Provided data
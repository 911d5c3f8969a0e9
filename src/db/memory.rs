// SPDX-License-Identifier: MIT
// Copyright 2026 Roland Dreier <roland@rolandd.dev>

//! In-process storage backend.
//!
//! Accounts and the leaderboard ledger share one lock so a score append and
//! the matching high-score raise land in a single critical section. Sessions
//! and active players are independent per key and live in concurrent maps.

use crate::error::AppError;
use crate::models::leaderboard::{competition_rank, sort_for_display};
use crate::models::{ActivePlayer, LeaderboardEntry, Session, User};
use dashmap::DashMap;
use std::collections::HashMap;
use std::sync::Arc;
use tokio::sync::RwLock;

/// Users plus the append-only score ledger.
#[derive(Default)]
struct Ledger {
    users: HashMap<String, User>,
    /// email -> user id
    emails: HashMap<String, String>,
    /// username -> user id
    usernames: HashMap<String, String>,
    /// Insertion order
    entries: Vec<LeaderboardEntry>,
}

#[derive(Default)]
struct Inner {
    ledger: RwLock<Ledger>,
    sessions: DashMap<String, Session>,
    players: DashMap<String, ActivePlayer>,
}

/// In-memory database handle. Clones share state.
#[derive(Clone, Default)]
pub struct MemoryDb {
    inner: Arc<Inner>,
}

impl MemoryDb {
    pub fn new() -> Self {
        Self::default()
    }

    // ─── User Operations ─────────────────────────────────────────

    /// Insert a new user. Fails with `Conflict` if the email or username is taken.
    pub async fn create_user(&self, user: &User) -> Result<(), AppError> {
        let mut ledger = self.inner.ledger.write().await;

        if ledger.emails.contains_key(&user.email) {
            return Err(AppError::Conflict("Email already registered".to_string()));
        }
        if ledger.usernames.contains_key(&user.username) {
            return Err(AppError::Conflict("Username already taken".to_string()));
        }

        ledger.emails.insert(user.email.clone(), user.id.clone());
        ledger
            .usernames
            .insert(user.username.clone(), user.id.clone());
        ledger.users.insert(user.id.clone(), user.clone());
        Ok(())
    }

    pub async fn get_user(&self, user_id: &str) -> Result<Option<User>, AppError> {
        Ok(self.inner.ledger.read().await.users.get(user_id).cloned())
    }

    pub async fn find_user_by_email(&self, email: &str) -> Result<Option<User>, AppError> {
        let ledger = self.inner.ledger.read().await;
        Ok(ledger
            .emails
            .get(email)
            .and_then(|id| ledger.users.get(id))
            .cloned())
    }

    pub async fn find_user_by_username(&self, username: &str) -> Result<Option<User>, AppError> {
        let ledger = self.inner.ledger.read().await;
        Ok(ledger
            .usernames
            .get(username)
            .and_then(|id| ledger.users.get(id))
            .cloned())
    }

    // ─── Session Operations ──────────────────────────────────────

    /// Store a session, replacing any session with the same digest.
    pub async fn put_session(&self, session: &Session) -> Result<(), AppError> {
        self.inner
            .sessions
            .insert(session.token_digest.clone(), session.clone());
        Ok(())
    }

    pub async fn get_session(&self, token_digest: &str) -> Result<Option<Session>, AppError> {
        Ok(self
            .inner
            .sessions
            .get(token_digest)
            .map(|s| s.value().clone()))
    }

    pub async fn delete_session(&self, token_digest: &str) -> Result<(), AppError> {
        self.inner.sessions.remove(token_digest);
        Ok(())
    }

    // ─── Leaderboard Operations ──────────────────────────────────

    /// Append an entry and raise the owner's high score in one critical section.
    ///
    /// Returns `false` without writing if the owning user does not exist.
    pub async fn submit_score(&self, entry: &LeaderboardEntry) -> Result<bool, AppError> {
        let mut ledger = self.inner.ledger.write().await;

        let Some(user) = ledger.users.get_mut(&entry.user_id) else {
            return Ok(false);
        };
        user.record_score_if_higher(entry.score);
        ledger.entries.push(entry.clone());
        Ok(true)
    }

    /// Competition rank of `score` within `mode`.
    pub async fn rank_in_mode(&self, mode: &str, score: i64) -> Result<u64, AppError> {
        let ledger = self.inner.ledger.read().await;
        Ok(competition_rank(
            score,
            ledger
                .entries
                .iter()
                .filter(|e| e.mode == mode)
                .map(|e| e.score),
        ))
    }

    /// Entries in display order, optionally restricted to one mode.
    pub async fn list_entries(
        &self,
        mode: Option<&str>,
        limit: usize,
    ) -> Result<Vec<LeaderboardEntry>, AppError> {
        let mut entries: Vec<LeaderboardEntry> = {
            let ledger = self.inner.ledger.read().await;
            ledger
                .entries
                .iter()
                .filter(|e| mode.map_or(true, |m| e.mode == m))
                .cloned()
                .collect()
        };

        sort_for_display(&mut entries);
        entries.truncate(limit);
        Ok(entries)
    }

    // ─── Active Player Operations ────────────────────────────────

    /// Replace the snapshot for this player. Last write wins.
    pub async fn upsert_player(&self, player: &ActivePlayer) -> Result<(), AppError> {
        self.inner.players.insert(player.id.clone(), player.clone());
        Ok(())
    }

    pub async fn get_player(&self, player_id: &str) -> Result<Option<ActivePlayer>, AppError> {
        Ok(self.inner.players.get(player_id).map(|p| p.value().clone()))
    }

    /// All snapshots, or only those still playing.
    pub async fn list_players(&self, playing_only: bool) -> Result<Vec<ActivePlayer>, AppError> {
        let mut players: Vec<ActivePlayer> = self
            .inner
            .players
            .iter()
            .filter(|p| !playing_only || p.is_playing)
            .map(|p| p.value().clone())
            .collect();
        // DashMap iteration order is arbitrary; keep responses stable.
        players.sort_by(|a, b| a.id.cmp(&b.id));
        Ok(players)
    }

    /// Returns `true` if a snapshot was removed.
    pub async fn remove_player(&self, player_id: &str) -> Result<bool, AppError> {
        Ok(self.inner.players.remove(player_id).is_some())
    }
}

To do
Only lines that include "emails" belong in the answer; return them from the entries above.

Answer to this exercise
    emails: HashMap<String, String>,
        if ledger.emails.contains_key(&user.email) {
        ledger.emails.insert(user.email.clone(), user.id.clone());
            .emails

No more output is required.